Elektromagnetische Strahlung ermöglicht Spionage
Schweizer Wissenschafter haben gezeigt, dass die Eingabe auf Computerkeyboards ausspioniert werden kann - ohne Programme auf dem PC und speziell bei solchen mit Kabelverbindung.
Möglich macht das elektromagnetische Strahlung, die beim Tastendruck entsteht. Den Ansporn für das Experiment gaben Gerüchte, dass manche Geheimdienste entsprechende Technologien besitzen sollen. Mit dem Experiment wollten die Forscher des Security and Cryptography Laboratory (LASEC) der Eidgenössischen Technischen Hochschule Lausanne (EPFL) feststellen, ob moderne Keyboards für solche Angriffe anfällig sind,
Abgeschirmte Keyboards
Von elf verschiedenen, in den letzten sieben Jahren gekauften Tastaturen (PS/2, USB und Laptop) ist jede für zumindest eine Angriffsmethode anfällig, so das Ergebnis.
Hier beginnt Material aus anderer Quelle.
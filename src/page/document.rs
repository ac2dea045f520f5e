//! # Page Documents
//!
//! The on-disk page format and the flat node arena it loads into.
//!
//! ```toml
//! title = "Channels"
//!
//! [[element]]
//! id = "player"
//! tag = "div"
//! rect = [0, 0, 640, 360]
//!
//! [[element]]
//! tag = "video"
//! parent = "player"
//! rect = [0, 0, 640, 360]
//!
//! [[element]]
//! tag = "a"
//! class = ["channel-card"]
//! label = "News"
//! href = "news.toml"
//! rect = [0, 400, 200, 120]
//! ```
//!
//! File order is document order. A `parent` must name an element that
//! appears earlier in the file.

use std::collections::{BTreeMap, HashMap};

use serde::{Deserialize, Serialize};

use crate::core::geometry::Rect;
use crate::page::PageError;

#[derive(Debug, Default, Deserialize, Serialize)]
pub struct PageFile {
    #[serde(default)]
    pub title: String,
    #[serde(default, rename = "element")]
    pub elements: Vec<ElementSpec>,
}

#[derive(Debug, Clone, Default, Deserialize, Serialize)]
#[serde(deny_unknown_fields)]
pub struct ElementSpec {
    pub id: Option<String>,
    pub tag: String,
    #[serde(default)]
    pub class: Vec<String>,
    #[serde(default)]
    pub attrs: BTreeMap<String, String>,
    /// `[left, top, width, height]`; omitted means not laid out yet.
    #[serde(default)]
    pub rect: [f64; 4],
    #[serde(default)]
    pub hidden: bool,
    pub tabindex: Option<i32>,
    pub label: Option<String>,
    pub href: Option<String>,
    pub parent: Option<String>,
}

/// One element of a loaded document.
#[derive(Debug, Clone, Default, PartialEq)]
pub struct Node {
    pub id: Option<String>,
    pub tag: String,
    pub classes: Vec<String>,
    pub attrs: BTreeMap<String, String>,
    pub rect: Rect,
    pub hidden: bool,
    pub tab_index: Option<i32>,
    pub label: Option<String>,
    pub href: Option<String>,
    /// Arena index of the parent node.
    pub parent: Option<usize>,
    pub playing: bool,
}

impl Node {
    /// Attribute lookup as a selector sees it. `id`, `class`, `href` and
    /// `tabindex` are reflected from their dedicated fields.
    pub fn attr(&self, name: &str) -> Option<String> {
        match name {
            "id" => self.id.clone(),
            "class" => (!self.classes.is_empty()).then(|| self.classes.join(" ")),
            "href" => self.href.clone(),
            "tabindex" => self.tab_index.map(|t| t.to_string()),
            _ => self.attrs.get(name).cloned(),
        }
    }

    /// Text shown for this element in the UI.
    pub fn display_label(&self) -> String {
        self.label
            .clone()
            .or_else(|| self.id.clone())
            .unwrap_or_else(|| self.tag.clone())
    }
}

/// Nodes in an arena plus their document order.
#[derive(Debug, Clone, Default)]
pub struct Document {
    pub title: String,
    pub nodes: Vec<Node>,
    pub order: Vec<usize>,
}

impl Document {
    pub fn parse(source: &str) -> Result<Self, PageError> {
        let file: PageFile = toml::from_str(source).map_err(PageError::Parse)?;
        Self::build(file)
    }

    pub fn build(file: PageFile) -> Result<Self, PageError> {
        let mut ids: HashMap<String, usize> = HashMap::new();
        let mut nodes = Vec::with_capacity(file.elements.len());

        for spec in file.elements {
            let parent = match &spec.parent {
                Some(name) => Some(*ids.get(name).ok_or_else(|| PageError::UnknownParent {
                    element: spec.id.clone().unwrap_or_else(|| spec.tag.clone()),
                    parent: name.clone(),
                })?),
                None => None,
            };
            if let Some(id) = &spec.id {
                if ids.contains_key(id) {
                    return Err(PageError::DuplicateId(id.clone()));
                }
                ids.insert(id.clone(), nodes.len());
            }
            let [left, top, width, height] = spec.rect;
            nodes.push(Node {
                id: spec.id,
                tag: spec.tag.to_ascii_lowercase(),
                classes: spec.class,
                attrs: spec.attrs,
                rect: Rect::new(left, top, width, height),
                hidden: spec.hidden,
                tab_index: spec.tabindex,
                label: spec.label,
                href: spec.href,
                parent,
                playing: false,
            });
        }

        Ok(Self {
            title: file.title,
            order: (0..nodes.len()).collect(),
            nodes,
        })
    }

    /// Whether `node` is `ancestor` or lies beneath it.
    pub fn is_within(&self, node: usize, ancestor: usize) -> bool {
        let mut cursor = Some(node);
        while let Some(i) = cursor {
            if i == ancestor {
                return true;
            }
            cursor = self.nodes[i].parent;
        }
        false
    }

    /// Visibility inherits: a node is hidden if it or any ancestor is.
    pub fn is_hidden(&self, node: usize) -> bool {
        let mut cursor = Some(node);
        while let Some(i) = cursor {
            if self.nodes[i].hidden {
                return true;
            }
            cursor = self.nodes[i].parent;
        }
        false
    }

    /// Appends `node` as the last child of its parent: right after the
    /// parent's last descendant in document order.
    pub fn append(&mut self, node: Node) -> usize {
        let index = self.nodes.len();
        let position = match node.parent {
            Some(parent) => self
                .order
                .iter()
                .rposition(|&i| self.is_within(i, parent))
                .map_or(self.order.len(), |p| p + 1),
            None => self.order.len(),
        };
        self.nodes.push(node);
        self.order.insert(position, index);
        index
    }
}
Den LASEC-Forschern ist eine Spionage durch Wände und auf bis zu 20 Metern Entfernung gelungen. Von Reichweiten von 200 Metern, die in Gerüchten über Geheimdienst-Ausrüstung genannt wurden, sind sie damit weit entfernt. Wer sich schützen will, kann auf die bereits existierende Technologie der elektromagnetisch abgeschirmten Keyboards zurückgreifen.